Planta Med 2015; 81 - PM_104
DOI: 10.1055/s-0035-1565481

Antileukemic lanostanoids from Poria cocos

KH Lai 1, 2, A Backlund 2, MC Lu 3, 4, YC Du 1, M El-Shazly 1, 5, TY Wu 1, YM Hsu 1, A Henz 2, FR Chang 1, 6, 7, 8, YC Wu 1, 9, 10, 11
  • 1Graduate Institute of Natural Products, College of Pharmacy, Kaohsiung Medical University, Kaohsiung, Taiwan
  • 2Division of Pharmacognosy, Department of Medicinal Chemistry, Uppsala University, Uppsala, Sweden
  • 3Graduate Institute of Marine Biotechnology, National Dong Hwa University, Pingtung, Taiwan
  • 4National Museum of Marine Biology & Aquarium, Pingtung, Taiwan
  • 5Department of Pharmacognosy and Natural Products Chemistry, Faculty of Pharmacy, Ain-Shams University, Organization of African Unity Street, Abassia, Cairo, Egypt
  • 6Cancer Center, Kaohsiung Medical University Hospital, Kaohsiung, Taiwan
  • 7Research Center for Natural Product and New Drug, Kaohsiung Medical University, Kaohsiung, Taiwan
  • 8Department of Marine Biotechnology and Resources, National Sun Yat-sen University, Kaohsiung, Taiwan
  • 9School of Pharmacy, College of Pharmacy, China Medical University, Taichung, Taiwan
  • 10Chinese Medicine Research and Development Center, China Medical University Hospital, Taichung, Taiwan
  • 11Center for Molecular Medicine, China Medical University Hospital, Taichung, Taiwan

Seven new lanostanoids, isolated from the sclerotia of Poria cocos, were elucidated to be (20ξ)-16α-hydroxy-3-oxo-24-methyllanosta-5,7,9(11),24(31)-tetraen-21-oic acid (1), (20ξ)-3β, 16α, 29-trihydroxy-24-methyllanosta-7, 9(11), 24(31)-trien-21-oic acid (2), (20ξ)-3β, 16α, 30-trihydroxy-24-methyllanosta-7, 9(11), 24(31)-trien-21-oic acid (3), (20ξ)-3β-acetyloxy-16α, 24α-dihydroxy-lanosta-7, 9(11), 25-trien-21-oic acid (4), (20ξ)-5α, 8α-epidioxy-3-O-hydroxyacetoxy-3β, 16α-dihydroxy-24-methyllanosta-6, 9(11), 24(31)-trien-21-oic acid (5), (20ξ)-3β, 16α-dihydroxy-7-oxo-24-methyllanosta-8, 24(31)-dien-21-oic acid (6) and (20ξ)-3α, 16α-dihydroxy-7-oxo-24-methyllanosta-8, 24(31)-dien-21-oic acid (7), based on the extensive spectroscopic analyses.

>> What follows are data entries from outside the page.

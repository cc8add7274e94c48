//! Submitted score record.

use chrono::NaiveDateTime;
use serde::{Deserialize, Serialize};

use crate::utils::format::parse_timestamp;

/// One submitted round with its Stableford aggregates, in the wire shape
/// used by both `saveScore` and `loadScores`. `holes` entries are raw
/// stroke-count strings; an empty entry is an unscored hole and contributes
/// nothing to any aggregate.
#[derive(Debug, Clone, Serialize, Deserialize, Default)]
pub struct Score {
    #[serde(rename = "playerName")]
    pub player_name: String,
    #[serde(default)]
    pub course: String,
    #[serde(default)]
    pub date: String,
    #[serde(default)]
    pub handicap: i32,
    #[serde(default)]
    pub holes: Vec<String>,
    #[serde(rename = "holePoints", default)]
    pub hole_points: Vec<u32>,
    #[serde(rename = "totalScore", default)]
    pub total_score: u32,
    #[serde(rename = "totalPoints", default)]
    pub total_points: u32,
    #[serde(rename = "outScore", default)]
    pub out_score: u32,
    #[serde(rename = "outPoints", default)]
    pub out_points: u32,
    #[serde(rename = "inScore", default)]
    pub in_score: u32,
    #[serde(rename = "inPoints", default)]
    pub in_points: u32,
    #[serde(rename = "back6Score", default)]
    pub back6_score: u32,
    #[serde(rename = "back6Points", default)]
    pub back6_points: u32,
    #[serde(rename = "back3Score", default)]
    pub back3_score: u32,
    #[serde(rename = "back3Points", default)]
    pub back3_points: u32,
    /// Set by the write endpoint when the row is stored; empty on submission.
    #[serde(default)]
    pub timestamp: String,
}

impl Score {
    /// Parsed timestamp for newest-first ordering; unparseable timestamps
    /// sort last.
    pub fn timestamp_value(&self) -> Option<NaiveDateTime> {
        parse_timestamp(&self.timestamp)
    }

    /// Sort newest timestamp first, in place.
    pub fn sort_newest_first(scores: &mut [Score]) {
        scores.sort_by(|a, b| match (a.timestamp_value(), b.timestamp_value()) {
            (Some(ta), Some(tb)) => tb.cmp(&ta),
            (Some(_), None) => std::cmp::Ordering::Less,
            (None, Some(_)) => std::cmp::Ordering::Greater,
            (None, None) => b.timestamp.cmp(&a.timestamp),
        });
    }
}

#[cfg(test)]
mod tests {
    use super::*;

    fn score_at(timestamp: &str) -> Score {
        Score {
            player_name: "Jo".to_string(),
            timestamp: timestamp.to_string(),
            ..Default::default()
        }
    }

    #[test]
    fn test_sort_newest_first() {
        let mut scores = vec![
            score_at("2026-02-01 09:00:00"),
            score_at("2026-03-01 09:00:00"),
            score_at("not a time"),
            score_at("2026-02-15 09:00:00"),
        ];
        Score::sort_newest_first(&mut scores);
        assert_eq!(scores[0].timestamp, "2026-03-01 09:00:00");
        assert_eq!(scores[1].timestamp, "2026-02-15 09:00:00");
        assert_eq!(scores[2].timestamp, "2026-02-01 09:00:00");
        assert_eq!(scores[3].timestamp, "not a time");
    }

    #[test]
    fn test_wire_field_names() {
        let score = Score {
            player_name: "Jo".to_string(),
            back6_points: 7,
            ..Default::default()
        };
        let json = serde_json::to_value(&score).unwrap();
        assert_eq!(json["playerName"], "Jo");
        assert_eq!(json["back6Points"], 7);
        assert!(json.get("player_name").is_none());
    }
}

The antileukemic activity of the new compounds (except 3 and 4), along with the fifteen known lanostane-type triterpenoids, was evaluated against four leukemic cell lines (Molt 4, CCRF-CEM, HL 60 and K562). Dehydropachymic acid (9), dehydroeburicoic acid (12), pachymic acid (14) and lanosta-7, 9(11), 24-trien-21-oic acid (20) exhibited cytotoxic effect on CCRF-CEM cancer cell line with IC50 values of 1.43, 2.96, 2.61 and 5.96 µg/mL, respectively. Both dehydropachymic acid (9) and dehydroeburicoic acid (12) showed cytotoxicity against Molt 4 (IC50 7.26 and 6.67 µg/mL) and HL 60 (IC50 3.84 and 2.79 µg/mL) leukemic cell lines. ChemGPS-NP analysis on the active lanostanoids from P. cocos suggested that targets other than topoisomerases may be involved in the cytotoxic effect.